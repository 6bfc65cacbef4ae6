//! egui-wgpu `CallbackTrait` implementation for the stage viewport.
//!
//! `prepare()` renders the stage offscreen with depth testing, `paint()` blits
//! the result into the egui render pass. Drag orbits, scroll zooms.

use std::sync::Arc;

use eframe::egui::{self, Color32, Sense, Ui, Vec2};
use eframe::{egui_wgpu, wgpu};

use super::renderer::{StageRenderer, Uniforms};
use crate::viewer::{HemisphereLight, OrbitCamera};

const ORBIT_SPEED: f32 = 0.008;

/// Paint callback that blits the stage's offscreen texture into the egui render pass.
pub struct StageViewportCallback {
    pub renderer: Arc<StageRenderer>,
    pub uniforms: Uniforms,
    pub viewport_width: u32,
    pub viewport_height: u32,
}

impl egui_wgpu::CallbackTrait for StageViewportCallback {
    fn prepare(
        &self,
        device: &wgpu::Device,
        queue: &wgpu::Queue,
        _screen_descriptor: &egui_wgpu::ScreenDescriptor,
        _egui_encoder: &mut wgpu::CommandEncoder,
        _callback_resources: &mut egui_wgpu::CallbackResources,
    ) -> Vec<wgpu::CommandBuffer> {
        self.renderer
            .resize(device, self.viewport_width, self.viewport_height);
        vec![self
            .renderer
            .render_offscreen(device, queue, &self.uniforms)]
    }

    fn paint(
        &self,
        _info: egui::PaintCallbackInfo,
        render_pass: &mut wgpu::RenderPass<'static>,
        _callback_resources: &egui_wgpu::CallbackResources,
    ) {
        self.renderer.blit(render_pass);
    }
}

/// Draw the stage filling the available space.
pub fn draw_stage(
    ui: &mut Ui,
    renderer: &Arc<StageRenderer>,
    cam: &mut OrbitCamera,
    light: &HemisphereLight,
) -> egui::Response {
    let (rect, resp) = ui.allocate_exact_size(ui.available_size(), Sense::click_and_drag());

    if resp.dragged() {
        let d = resp.drag_delta();
        cam.orbit(-d.x * ORBIT_SPEED, d.y * ORBIT_SPEED);
    }
    if resp.hovered() {
        let s = ui.input(|i| i.smooth_scroll_delta.y);
        if s != 0.0 {
            cam.zoom(s);
        }
    }

    let aspect = rect.width() / rect.height().max(1.0);
    let uniforms = Uniforms::new(cam.view_proj(aspect), cam.eye(), light);

    let ppp = ui.ctx().pixels_per_point();
    ui.painter().add(egui_wgpu::Callback::new_paint_callback(
        rect,
        StageViewportCallback {
            renderer: Arc::clone(renderer),
            uniforms,
            viewport_width: ((rect.width() * ppp) as u32).max(1),
            viewport_height: ((rect.height() * ppp) as u32).max(1),
        },
    ));

    ui.painter().text(
        rect.min + Vec2::new(8.0, 6.0),
        egui::Align2::LEFT_TOP,
        "Drag: orbit   Scroll: zoom",
        egui::FontId::proportional(11.0),
        Color32::from_rgba_premultiplied(60, 60, 60, 160),
    );

    resp
}
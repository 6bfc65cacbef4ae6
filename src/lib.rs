//! MotionStage - text-to-motion and body-shape playground
//!
//! A Rust service and desktop viewer that:
//! - Sends text prompts to a motion-generation service and plays the returned BVH
//! - Builds a skinned 55-bone body mesh from measurements and exports it as GLB
//! - Retargets the motion onto a character by bone name
//! - Serves the generated assets, a JSON API and an SSE stream of scene changes

pub mod body;
pub mod character;
pub mod config;
pub mod error;
pub mod motion;
pub mod scene;
pub mod services;
pub mod storage;
pub mod viewer;
pub mod web;

#[cfg(feature = "native-ui")]
pub mod ui;

pub use config::Config;
pub use error::{MotionStageError, Result};

use std::sync::Arc;
use tokio::sync::{broadcast, RwLock};

use scene::SceneState;
use services::ServiceClient;
use storage::MeshStore;

/// Application state shared across all components
#[derive(Debug)]
pub struct AppState {
    /// Current configuration
    pub config: RwLock<Config>,
    /// Current scene state
    pub scene: RwLock<SceneState>,
    /// Channel for scene updates
    pub scene_tx: broadcast::Sender<SceneState>,
    /// Shutdown signal
    pub shutdown_tx: broadcast::Sender<()>,
    /// Client for the external services
    pub services: ServiceClient,
    /// Generated mesh storage
    pub store: MeshStore,
}

impl AppState {
    /// Create a new application state with the given configuration
    pub fn new(config: Config) -> Result<Arc<Self>> {
        let (scene_tx, _) = broadcast::channel(64);
        let (shutdown_tx, _) = broadcast::channel(1);

        let services = ServiceClient::new(&config.services)?;
        let store = MeshStore::from_config(&config.storage);
        let scene = SceneState::new(config.measurements.initial);

        Ok(Arc::new(Self {
            config: RwLock::new(config),
            scene: RwLock::new(scene),
            scene_tx,
            shutdown_tx,
            services,
            store,
        }))
    }

    /// Apply a transition to the scene and broadcast the result
    pub async fn update_scene<F>(&self, transition: F) -> SceneState
    where
        F: FnOnce(SceneState) -> SceneState,
    {
        let mut current = self.scene.write().await;
        let next = transition(current.clone());
        *current = next.clone();
        let _ = self.scene_tx.send(next.clone());
        next
    }

    /// Get the current scene state
    pub async fn get_scene(&self) -> SceneState {
        self.scene.read().await.clone()
    }

    /// Subscribe to scene changes
    pub fn subscribe_scene(&self) -> broadcast::Receiver<SceneState> {
        self.scene_tx.subscribe()
    }

    /// Subscribe to shutdown signal
    pub fn subscribe_shutdown(&self) -> broadcast::Receiver<()> {
        self.shutdown_tx.subscribe()
    }

    /// Signal shutdown
    pub fn shutdown(&self) {
        let _ = self.shutdown_tx.send(());
    }
}

/// Version information
pub const VERSION: &str = env!("CARGO_PKG_VERSION");
pub const NAME: &str = env!("CARGO_PKG_NAME");

#[cfg(test)]
mod tests {
    use super::*;
    use scene::ScenePhase;

    #[tokio::test]
    async fn test_update_scene_broadcasts() {
        let state = AppState::new(Config::default()).unwrap();
        let mut rx = state.subscribe_scene();

        let next = state.update_scene(SceneState::with_prompt_sent).await;
        assert_eq!(next.phase(), ScenePhase::Loading);

        let received = rx.recv().await.unwrap();
        assert_eq!(received, next);
        assert_eq!(state.get_scene().await.phase(), ScenePhase::Loading);
    }

    #[tokio::test]
    async fn test_initial_scene_uses_configured_measurements() {
        let mut config = Config::default();
        config.measurements.initial.height = 190.0;
        let state = AppState::new(config).unwrap();
        assert_eq!(state.get_scene().await.measurements().height, 190.0);
    }

    #[tokio::test]
    async fn test_shutdown_signal() {
        let state = AppState::new(Config::default()).unwrap();
        let mut rx = state.subscribe_shutdown();
        state.shutdown();
        assert!(rx.recv().await.is_ok());
    }
}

TASK PROMPT:
Every entry above should be written out again, precisely.

RESULT FOR THIS TASK:
repository 6bfc65cacbef4ae6
//! egui-wgpu `CallbackTrait` implementation for the stage viewport.
//!
//! `prepare()` renders the stage offscreen with depth testing, `paint()` blits
//! the result into the egui render pass. Drag orbits, scroll zooms.

use std::sync::Arc;

use eframe::egui::{self, Color32, Sense, Ui, Vec2};
use eframe::{egui_wgpu, wgpu};

use super::renderer::{StageRenderer, Uniforms};
use crate::viewer::{HemisphereLight, OrbitCamera};

const ORBIT_SPEED: f32 = 0.008;

/// Paint callback that blits the stage's offscreen texture into the egui render pass.
pub struct StageViewportCallback {
    pub renderer: Arc<StageRenderer>,
    pub uniforms: Uniforms,
    pub viewport_width: u32,
    pub viewport_height: u32,
}

impl egui_wgpu::CallbackTrait for StageViewportCallback {
    fn prepare(
        &self,
        device: &wgpu::Device,
        queue: &wgpu::Queue,
        _screen_descriptor: &egui_wgpu::ScreenDescriptor,
        _egui_encoder: &mut wgpu::CommandEncoder,
        _callback_resources: &mut egui_wgpu::CallbackResources,
    ) -> Vec<wgpu::CommandBuffer> {
        self.renderer
            .resize(device, self.viewport_width, self.viewport_height);
        vec![self
            .renderer
            .render_offscreen(device, queue, &self.uniforms)]
    }

    fn paint(
        &self,
        _info: egui::PaintCallbackInfo,
        render_pass: &mut wgpu::RenderPass<'static>,
        _callback_resources: &egui_wgpu::CallbackResources,
    ) {
        self.renderer.blit(render_pass);
    }
}

/// Draw the stage filling the available space.
pub fn draw_stage(
    ui: &mut Ui,
    renderer: &Arc<StageRenderer>,
    cam: &mut OrbitCamera,
    light: &HemisphereLight,
) -> egui::Response {
    let (rect, resp) = ui.allocate_exact_size(ui.available_size(), Sense::click_and_drag());

    if resp.dragged() {
        let d = resp.drag_delta();
        cam.orbit(-d.x * ORBIT_SPEED, d.y * ORBIT_SPEED);
    }
    if resp.hovered() {
        let s = ui.input(|i| i.smooth_scroll_delta.y);
        if s != 0.0 {
            cam.zoom(s);
        }
    }

    let aspect = rect.width() / rect.height().max(1.0);
    let uniforms = Uniforms::new(cam.view_proj(aspect), cam.eye(), light);

    let ppp = ui.ctx().pixels_per_point();
    ui.painter().add(egui_wgpu::Callback::new_paint_callback(
        rect,
        StageViewportCallback {
            renderer: Arc::clone(renderer),
            uniforms,
            viewport_width: ((rect.width() * ppp) as u32).max(1),
            viewport_height: ((rect.height() * ppp) as u32).max(1),
        },
    ));

    ui.painter().text(
        rect.min + Vec2::new(8.0, 6.0),
        egui::Align2::LEFT_TOP,
        "Drag: orbit   Scroll: zoom",
        egui::FontId::proportional(11.0),
        Color32::from_rgba_premultiplied(60, 60, 60, 160),
    );

    resp
}
repository 6bfc65cacbef4ae6
filename src/lib.rs
//! MotionStage - text-to-motion and body-shape playground
//!
//! A Rust service and desktop viewer that:
//! - Sends text prompts to a motion-generation service and plays the returned BVH
//! - Builds a skinned 55-bone body mesh from measurements and exports it as GLB
//! - Retargets the motion onto a character by bone name
//! - Serves the generated assets, a JSON API and an SSE stream of scene changes

pub mod body;
pub mod character;
pub mod config;
pub mod error;
pub mod motion;
pub mod scene;
pub mod services;
pub mod storage;
pub mod viewer;
pub mod web;

#[cfg(feature = "native-ui")]
pub mod ui;

pub use config::Config;
pub use error::{MotionStageError, Result};

use std::sync::Arc;
use tokio::sync::{broadcast, RwLock};

use scene::SceneState;
use services::ServiceClient;
use storage::MeshStore;

/// Application state shared across all components
#[derive(Debug)]
pub struct AppState {
    /// Current configuration
    pub config: RwLock<Config>,
    /// Current scene state
    pub scene: RwLock<SceneState>,
    /// Channel for scene updates
    pub scene_tx: broadcast::Sender<SceneState>,
    /// Shutdown signal
    pub shutdown_tx: broadcast::Sender<()>,
    /// Client for the external services
    pub services: ServiceClient,
    /// Generated mesh storage
    pub store: MeshStore,
}

impl AppState {
    /// Create a new application state with the given configuration
    pub fn new(config: Config) -> Result<Arc<Self>> {
        let (scene_tx, _) = broadcast::channel(64);
        let (shutdown_tx, _) = broadcast::channel(1);

        let services = ServiceClient::new(&config.services)?;
        let store = MeshStore::from_config(&config.storage);
        let scene = SceneState::new(config.measurements.initial);

        Ok(Arc::new(Self {
            config: RwLock::new(config),
            scene: RwLock::new(scene),
            scene_tx,
            shutdown_tx,
            services,
            store,
        }))
    }

    /// Apply a transition to the scene and broadcast the result
    pub async fn update_scene<F>(&self, transition: F) -> SceneState
    where
        F: FnOnce(SceneState) -> SceneState,
    {
        let mut current = self.scene.write().await;
        let next = transition(current.clone());
        *current = next.clone();
        let _ = self.scene_tx.send(next.clone());
        next
    }

    /// Get the current scene state
    pub async fn get_scene(&self) -> SceneState {
        self.scene.read().await.clone()
    }

    /// Subscribe to scene changes
    pub fn subscribe_scene(&self) -> broadcast::Receiver<SceneState> {
        self.scene_tx.subscribe()
    }

    /// Subscribe to shutdown signal
    pub fn subscribe_shutdown(&self) -> broadcast::Receiver<()> {
        self.shutdown_tx.subscribe()
    }

    /// Signal shutdown
    pub fn shutdown(&self) {
        let _ = self.shutdown_tx.send(());
    }
}

/// Version information
pub const VERSION: &str = env!("CARGO_PKG_VERSION");
pub const NAME: &str = env!("CARGO_PKG_NAME");

#[cfg(test)]
mod tests {
    use super::*;
    use scene::ScenePhase;

    #[tokio::test]
    async fn test_update_scene_broadcasts() {
        let state = AppState::new(Config::default()).unwrap();
        let mut rx = state.subscribe_scene();

        let next = state.update_scene(SceneState::with_prompt_sent).await;
        assert_eq!(next.phase(), ScenePhase::Loading);

        let received = rx.recv().await.unwrap();
        assert_eq!(received, next);
        assert_eq!(state.get_scene().await.phase(), ScenePhase::Loading);
    }

    #[tokio::test]
    async fn test_initial_scene_uses_configured_measurements() {
        let mut config = Config::default();
        config.measurements.initial.height = 190.0;
        let state = AppState::new(config).unwrap();
        assert_eq!(state.get_scene().await.measurements().height, 190.0);
    }

    #[tokio::test]
    async fn test_shutdown_signal() {
        let state = AppState::new(Config::default()).unwrap();
        let mut rx = state.subscribe_shutdown();
        state.shutdown();
        assert!(rx.recv().await.is_ok());
    }
}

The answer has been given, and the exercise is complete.